For more than a year, in collaboration with the National Commission for Reconciliation and Compensation for Victims (CONARIV), ICTJ’s Reparative Justice Program has made an effort to consult with victims of Côte d’Ivoire’s 2010 post-election violence and its national government. These consultations are meant to push forward a definitive reparations policy that is based on the following four fundamental pillars: the need to prioritize the victims of the most serious violations; the need to focus on natural persons as victims; the need to implement a comprehensive policy that responds to the different consequences caused by those violations; and the need for a clear implementation strategy that provides certainty to victims.

ICTJ has worked with CONARIV, victims’ groups, and other government entities on reparations since 2012. A new briefing paper, titled “Recommendations for Victim Reparations in Côte d’Ivoire,” presents the conclusions of these consultations and makes recommendations to encourage the state of Côte d’Ivoire to advance its process of implementing a credible reparations policy through a participatory and transparent process.

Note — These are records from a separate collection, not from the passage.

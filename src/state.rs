//! Resume state persisted between runs.
//!
//! The record is small JSON keyed by the child chain id. It only ever moves
//! forward: a flag flips to `true` once its step is confirmed and stays there
//! until the whole record is discarded because the target chain changed.

use std::{
    collections::BTreeMap,
    fmt, fs,
    path::{Path, PathBuf},
};

use serde::{Deserialize, Deserializer, Serialize};
use tracing::{debug, info, warn};

use crate::error::{Result, SetupError};

/// Account funded on the parent chain before the child chain can operate.
#[derive(Debug, Clone, Copy, PartialEq, Eq, PartialOrd, Ord, Hash)]
pub enum FundingRole {
    BatchPoster,
    Staker,
}

impl FundingRole {
    pub const ALL: [FundingRole; 2] = [FundingRole::BatchPoster, FundingRole::Staker];

    /// Key under `fundingDone` in the persisted record.
    pub fn key(self) -> &'static str {
        match self {
            FundingRole::BatchPoster => "batchPoster",
            FundingRole::Staker => "staker",
        }
    }
}

impl fmt::Display for FundingRole {
    fn fmt(&self, f: &mut fmt::Formatter<'_>) -> fmt::Result {
        f.write_str(self.key())
    }
}

#[derive(Debug, Clone, PartialEq, Eq, Serialize, Deserialize)]
#[serde(rename_all = "camelCase")]
pub struct RuntimeState {
    #[serde(default, deserialize_with = "null_as_default")]
    pub chain_id: u64,
    /// Keyed by role name rather than [`FundingRole`] so that records written
    /// with roles this build does not know survive a load/save cycle.
    #[serde(default, alias = "etherSent", deserialize_with = "null_flags_as_false")]
    pub funding_done: BTreeMap<String, bool>,
    #[serde(
        default,
        alias = "nativeTokenDeposit",
        deserialize_with = "null_as_default"
    )]
    pub native_token_deposit_done: bool,
    #[serde(default, alias = "orbitConfig", deserialize_with = "null_as_default")]
    pub chain_config_done: bool,
}

impl RuntimeState {
    pub fn fresh(chain_id: u64) -> Self {
        let mut state = Self {
            chain_id,
            funding_done: BTreeMap::new(),
            native_token_deposit_done: false,
            chain_config_done: false,
        };
        state.repair();
        state
    }

    /// Fill in anything an older or partial record left out.
    pub fn repair(&mut self) {
        for role in FundingRole::ALL {
            self.funding_done.entry(role.key().to_owned()).or_insert(false);
        }
    }

    pub fn funded(&self, role: FundingRole) -> bool {
        self.funding_done.get(role.key()).copied().unwrap_or(false)
    }

    pub fn mark_funded(&mut self, role: FundingRole) {
        self.funding_done.insert(role.key().to_owned(), true);
    }

    pub fn is_complete(&self) -> bool {
        FundingRole::ALL.iter().all(|role| self.funded(*role))
            && self.native_token_deposit_done
            && self.chain_config_done
    }
}

/// JSON `null` reads the same as a missing field.
fn null_as_default<'de, D, T>(deserializer: D) -> std::result::Result<T, D::Error>
where
    D: Deserializer<'de>,
    T: Default + Deserialize<'de>,
{
    Ok(Option::<T>::deserialize(deserializer)?.unwrap_or_default())
}

/// Like [`null_as_default`], applied to the whole map and to each of its flags.
fn null_flags_as_false<'de, D>(
    deserializer: D,
) -> std::result::Result<BTreeMap<String, bool>, D::Error>
where
    D: Deserializer<'de>,
{
    let flags = Option::<BTreeMap<String, Option<bool>>>::deserialize(deserializer)?;
    Ok(flags
        .unwrap_or_default()
        .into_iter()
        .map(|(role, done)| (role, done.unwrap_or(false)))
        .collect())
}

/// Loads and saves [`RuntimeState`] at a fixed path.
///
/// One run at a time: nothing guards against two processes sharing a file.
#[derive(Debug, Clone)]
pub struct CheckpointStore {
    path: PathBuf,
}

impl CheckpointStore {
    pub fn new(path: impl Into<PathBuf>) -> Self {
        Self { path: path.into() }
    }

    pub fn path(&self) -> &Path {
        &self.path
    }

    /// Returns the record for `target_chain_id`, or a fresh one when nothing
    /// usable is on disk.
    pub fn load(&self, target_chain_id: u64) -> Result<RuntimeState> {
        let raw = match fs::read_to_string(&self.path) {
            Ok(raw) => raw,
            Err(err) if err.kind() == std::io::ErrorKind::NotFound => {
                debug!(path = %self.path.display(), "no resume state, starting fresh");
                return Ok(RuntimeState::fresh(target_chain_id));
            }
            Err(err) => return Err(SetupError::checkpoint_io(&self.path, err)),
        };

        let mut state: RuntimeState =
            serde_json::from_str(&raw).map_err(|source| SetupError::CheckpointFormat {
                path: self.path.clone(),
                source,
            })?;
        state.repair();

        if state.chain_id != target_chain_id {
            warn!(
                recorded = state.chain_id,
                target = target_chain_id,
                "a different chain configuration than last time was detected, discarding resume state"
            );
            return Ok(RuntimeState::fresh(target_chain_id));
        }

        info!(
            path = %self.path.display(),
            "resume state found, continuing from where the last run stopped"
        );
        Ok(state)
    }

    /// Overwrites the record. Goes through a temporary sibling file so an
    /// interrupted write leaves the previous record intact.
    pub fn save(&self, state: &RuntimeState) -> Result<()> {
        if let Some(dir) = self.path.parent().filter(|dir| !dir.as_os_str().is_empty()) {
            fs::create_dir_all(dir).map_err(|err| SetupError::checkpoint_io(dir, err))?;
        }

        let json = serde_json::to_string_pretty(state).map_err(|source| {
            SetupError::CheckpointFormat {
                path: self.path.clone(),
                source,
            }
        })?;

        let tmp = self.path.with_extension("json.tmp");
        fs::write(&tmp, json).map_err(|err| SetupError::checkpoint_io(&tmp, err))?;
        fs::rename(&tmp, &self.path).map_err(|err| SetupError::checkpoint_io(&self.path, err))?;

        debug!(path = %self.path.display(), "resume state saved");
        Ok(())
    }
}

Côte d’Ivoire faces a challenge in how to define a reparation policy that includes not just the victims who are near Abidjan or are politically connected, but also those in remote areas or with with more limited political access. Although the Programme National de Cohesion Sociale (PNCS), the Directorate of War Victims, and the Commission for Dialogue, Truth and Reconciliation (CDVR) made efforts to listen to victims and define a policy of reparations that would respond to the most serious consequences of the armed conflict, the policies fell short and failed to engage victims. Victims’ organizations did not have enough of a role in the process, and what limited participation they did have excluded those in the rural areas most affected by the post-election violence.

In establishing these consultations, we knew we had to encourage a process of dialogue in which victims in isolated regions, female victims, and victims of the most serious crimes could be involved in the process of policy-making. So we started by selecting the areas of the country that suffered the most during these periods of violence. We identified two neighborhoods in Abidjan, Abobo and Yopougon, and two other cities, Bouaké and Duékoué – the former near the center of the country who had suffered mainly during the 2002-2005 period of conflict, and the latter in the west, who had been affected by all the successive eruptions of political violence. Once selected, we began a process of mapping the victims’ groups in the area. The process of mapping heavily relied upon existing organizations located in the selected areas and we were able to identify 225 grassroots organizations.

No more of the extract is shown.